EXERCISE GOAL »
Your answer must be an exact copy of the data below.

Stored items »
----

//! Vitals Sync maintenance CLI
//!
//! Operates directly on the local store; no source or backend is needed.
//!
//! ## Usage
//!
//! ```bash
//! # Open (and migrate) the store
//! vitals-sync migrate
//!
//! # Entry and outbox counts as JSON
//! vitals-sync stats
//!
//! # Delete old synced/failed outbox events
//! vitals-sync prune
//!
//! # Give failed outbox events a fresh attempt budget
//! vitals-sync retry-failed
//!
//! # Erase one user's data and every sync window
//! vitals-sync reset --user user-123
//!
//! # Custom config or storage directory
//! vitals-sync --config /path/to/config.toml --storage-dir /data/vitals stats
//! ```

use std::path::PathBuf;

use anyhow::Context;
use clap::{Parser, Subcommand};
use tracing::info;
use tracing_subscriber::EnvFilter;

use vitals_sync::clock::format_timestamp;
use vitals_sync::db::outbox;
use vitals_sync::{Config, LocalStore, MigrationPlan};

#[derive(Parser, Debug)]
#[command(name = "vitals-sync")]
#[command(about = "Maintenance tool for the vitals-sync local store")]
struct Args {
    /// Path to config file
    #[arg(short, long, env = "VITALS_SYNC_CONFIG")]
    config: Option<PathBuf>,

    /// Storage directory
    #[arg(long)]
    storage_dir: Option<PathBuf>,

    #[command(subcommand)]
    command: Command,
}

#[derive(Subcommand, Debug)]
enum Command {
    /// Open the store, applying any pending schema migrations
    Migrate,
    /// Print store statistics as JSON
    Stats,
    /// Delete terminal outbox events past the retention period
    Prune,
    /// Requeue failed outbox events
    RetryFailed,
    /// Erase a user's entries and outbox events and clear sync windows
    Reset {
        #[arg(long)]
        user: String,
    },
}

fn main() -> anyhow::Result<()> {
    tracing_subscriber::fmt()
        .with_env_filter(EnvFilter::from_default_env().add_directive("vitals_sync=info".parse()?))
        .init();

    let args = Args::parse();

    let mut config = match &args.config {
        Some(path) => Config::load(path)
            .with_context(|| format!("Failed to load config from {}", path.display()))?,
        None => Config::default(),
    };

    if let Some(dir) = args.storage_dir {
        config.storage.storage_dir = dir;
    }

    let db_path = config.database_path();
    let store = LocalStore::open(&db_path, &MigrationPlan::current())
        .with_context(|| format!("Failed to open store at {}", db_path.display()))?;

    match args.command {
        Command::Migrate => {
            info!(
                path = %db_path.display(),
                schema_version = store.schema_version(),
                "Store is at current schema"
            );
        }
        Command::Stats => {
            let stats = store.stats()?;
            println!("{}", serde_json::to_string_pretty(&stats)?);
        }
        Command::Prune => {
            let cutoff = chrono::Utc::now() - chrono::Duration::days(i64::from(config.outbox.retention_days));
            let cutoff = format_timestamp(cutoff);
            let pruned = store.with_conn(|conn| outbox::prune_terminal(conn, &cutoff))?;
            info!(pruned, cutoff = %cutoff, "Outbox pruned");
        }
        Command::RetryFailed => {
            let requeued = store.with_conn(outbox::requeue_failed)?;
            info!(requeued, "Failed outbox events requeued");
        }
        Command::Reset { user } => {
            anyhow::ensure!(!user.trim().is_empty(), "--user must not be empty");
            let summary = store.erase_user_data(&user)?;
            println!("{}", serde_json::to_string_pretty(&summary)?);
        }
    }

    Ok(())
}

----

FINISHED EXERCISE »
//! Vitals Sync maintenance CLI
//!
//! Operates directly on the local store; no source or backend is needed.
//!
//! ## Usage
//!
//! ```bash
//! # Open (and migrate) the store
//! vitals-sync migrate
//!
//! # Entry and outbox counts as JSON
//! vitals-sync stats
//!
//! # Delete old synced/failed outbox events
//! vitals-sync prune
//!
//! # Give failed outbox events a fresh attempt budget
//! vitals-sync retry-failed
//!
//! # Erase one user's data and every sync window
//! vitals-sync reset --user user-123
//!
//! # Custom config or storage directory
//! vitals-sync --config /path/to/config.toml --storage-dir /data/vitals stats
//! ```

use std::path::PathBuf;

use anyhow::Context;
use clap::{Parser, Subcommand};
use tracing::info;
use tracing_subscriber::EnvFilter;

use vitals_sync::clock::format_timestamp;
use vitals_sync::db::outbox;
use vitals_sync::{Config, LocalStore, MigrationPlan};

#[derive(Parser, Debug)]
#[command(name = "vitals-sync")]
#[command(about = "Maintenance tool for the vitals-sync local store")]
struct Args {
    /// Path to config file
    #[arg(short, long, env = "VITALS_SYNC_CONFIG")]
    config: Option<PathBuf>,

    /// Storage directory
    #[arg(long)]
    storage_dir: Option<PathBuf>,

    #[command(subcommand)]
    command: Command,
}

#[derive(Subcommand, Debug)]
enum Command {
    /// Open the store, applying any pending schema migrations
    Migrate,
    /// Print store statistics as JSON
    Stats,
    /// Delete terminal outbox events past the retention period
    Prune,
    /// Requeue failed outbox events
    RetryFailed,
    /// Erase a user's entries and outbox events and clear sync windows
    Reset {
        #[arg(long)]
        user: String,
    },
}

fn main() -> anyhow::Result<()> {
    tracing_subscriber::fmt()
        .with_env_filter(EnvFilter::from_default_env().add_directive("vitals_sync=info".parse()?))
        .init();

    let args = Args::parse();

    let mut config = match &args.config {
        Some(path) => Config::load(path)
            .with_context(|| format!("Failed to load config from {}", path.display()))?,
        None => Config::default(),
    };

    if let Some(dir) = args.storage_dir {
        config.storage.storage_dir = dir;
    }

    let db_path = config.database_path();
    let store = LocalStore::open(&db_path, &MigrationPlan::current())
        .with_context(|| format!("Failed to open store at {}", db_path.display()))?;

    match args.command {
        Command::Migrate => {
            info!(
                path = %db_path.display(),
                schema_version = store.schema_version(),
                "Store is at current schema"
            );
        }
        Command::Stats => {
            let stats = store.stats()?;
            println!("{}", serde_json::to_string_pretty(&stats)?);
        }
        Command::Prune => {
            let cutoff = chrono::Utc::now() - chrono::Duration::days(i64::from(config.outbox.retention_days));
            let cutoff = format_timestamp(cutoff);
            let pruned = store.with_conn(|conn| outbox::prune_terminal(conn, &cutoff))?;
            info!(pruned, cutoff = %cutoff, "Outbox pruned");
        }
        Command::RetryFailed => {
            let requeued = store.with_conn(outbox::requeue_failed)?;
            info!(requeued, "Failed outbox events requeued");
        }
        Command::Reset { user } => {
            anyhow::ensure!(!user.trim().is_empty(), "--user must not be empty");
            let summary = store.erase_user_data(&user)?;
            println!("{}", serde_json::to_string_pretty(&summary)?);
        }
    }

    Ok(())
}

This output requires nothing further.